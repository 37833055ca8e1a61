//! Gossip transport over TCP.
//!
//! Each connection exchanges a HELLO handshake, then carries
//! length-prefixed JSON frames. Inbound frames run through the fault
//! hooks (drop, delay) and the orchestrator queue; flooded kinds
//! (NEW_TX, NEW_BLOCK) additionally pass the LRU seen-set and fan out
//! to every peer except the one they arrived on, while chain-sync
//! traffic stays point-to-point. Each peer has a bounded outbound queue
//! drained by its own writer task, so one slow peer never stalls the
//! rest.

use std::collections::{HashMap, VecDeque};
use std::num::NonZeroUsize;
use std::sync::atomic::{AtomicU64, Ordering};
use std::sync::{Arc, Mutex};
use std::time::Duration;

use log::{debug, info, warn};
use lru::LruCache;
use thiserror::Error;
use tokio::net::tcp::{OwnedReadHalf, OwnedWriteHalf};
use tokio::net::{TcpListener, TcpStream};
use tokio::sync::{broadcast, mpsc, Notify};
use tokio::time::timeout;

use forgecoin_core::unix_time;

use crate::wire::{self, Frame, Payload, WireError};

/// Bound on the duplicate-suppression set.
pub const SEEN_CACHE_CAPACITY: usize = 10_000;

/// Bound on each peer's outbound queue.
pub const SEND_QUEUE_CAPACITY: usize = 256;

/// Deadline for outbound connects and for the HELLO exchange.
pub const CONNECT_TIMEOUT: Duration = Duration::from_secs(2);

/// Snapshot of one entry of the live peer table.
#[derive(Debug, Clone)]
pub struct PeerInfo {
    pub peer_id: String,
    pub host: String,
    pub listen_port: u16,
    /// Seconds since epoch of the last frame from this peer.
    pub last_seen: f64,
}

/// A message handed from the transport to the orchestrator.
#[derive(Debug, Clone)]
pub struct Inbound {
    /// Peer the frame arrived on (the immediate sender, not the origin).
    pub from_peer: String,
    /// Node that originated the message.
    pub origin_id: String,
    pub payload: Payload,
}

#[derive(Debug, Error)]
pub enum NetError {
    #[error("transport i/o error: {0}")]
    Io(#[from] std::io::Error),
    #[error(transparent)]
    Wire(#[from] WireError),
    #[error("connect timed out")]
    ConnectTimeout,
    #[error("peer did not complete the HELLO handshake")]
    BadHandshake,
    #[error("transport is already running")]
    AlreadyRunning,
    #[error("transport is not running")]
    NotRunning,
    #[error("unknown peer {0}")]
    UnknownPeer(String),
}

/// Bounded per-peer outbound queue. Overflow policy by kind: NEW_TX
/// displaces the oldest pending NEW_TX, CHAIN_RESPONSE drops the new
/// message (a re-request is cheap), anything else displaces the oldest
/// entry.
#[derive(Default)]
struct SendQueue {
    frames: Mutex<VecDeque<Frame>>,
    notify: Notify,
}

impl SendQueue {
    fn push(&self, frame: Frame) {
        {
            let mut frames = self.frames.lock().unwrap();
            if frames.len() >= SEND_QUEUE_CAPACITY {
                match frame.payload {
                    Payload::NewTx { .. } => {
                        let oldest_tx = frames
                            .iter()
                            .position(|f| matches!(f.payload, Payload::NewTx { .. }));
                        match oldest_tx {
                            Some(i) => {
                                frames.remove(i);
                            }
                            None => {
                                frames.pop_front();
                            }
                        }
                    }
                    Payload::ChainResponse { .. } => return,
                    _ => {
                        frames.pop_front();
                    }
                }
            }
            frames.push_back(frame);
        }
        self.notify.notify_one();
    }

    fn pop(&self) -> Option<Frame> {
        self.frames.lock().unwrap().pop_front()
    }
}

struct Peer {
    /// Distinguishes connections so a stale task cannot evict a successor.
    conn_id: u64,
    addr: (String, u16),
    queue: Arc<SendQueue>,
    last_seen: f64,
}

/// Handles live only while the transport is started.
struct Running {
    inbound: mpsc::UnboundedSender<Inbound>,
    shutdown: broadcast::Sender<()>,
    listener_task: tokio::task::JoinHandle<()>,
    port: u16,
}

struct NetInner {
    node_id: String,
    host: String,
    requested_port: u16,
    peers: Mutex<HashMap<String, Peer>>,
    /// Every peer address ever learned; survives crash/restart for redial.
    known: Mutex<HashMap<String, (String, u16)>>,
    seen: Mutex<LruCache<String, ()>>,
    drop_probability: Mutex<f64>,
    link_drops: Mutex<HashMap<String, f64>>,
    delay_ms: AtomicU64,
    next_conn_id: AtomicU64,
    running: Mutex<Option<Running>>,
}

/// The node's gossip endpoint. Cheap to clone; all clones share state.
#[derive(Clone)]
pub struct GossipNetwork {
    inner: Arc<NetInner>,
}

**Exercise instructions**
Work out how many lines in the material above hold the string "Inbound", and reply with the number only.

**Result for this exercise**
3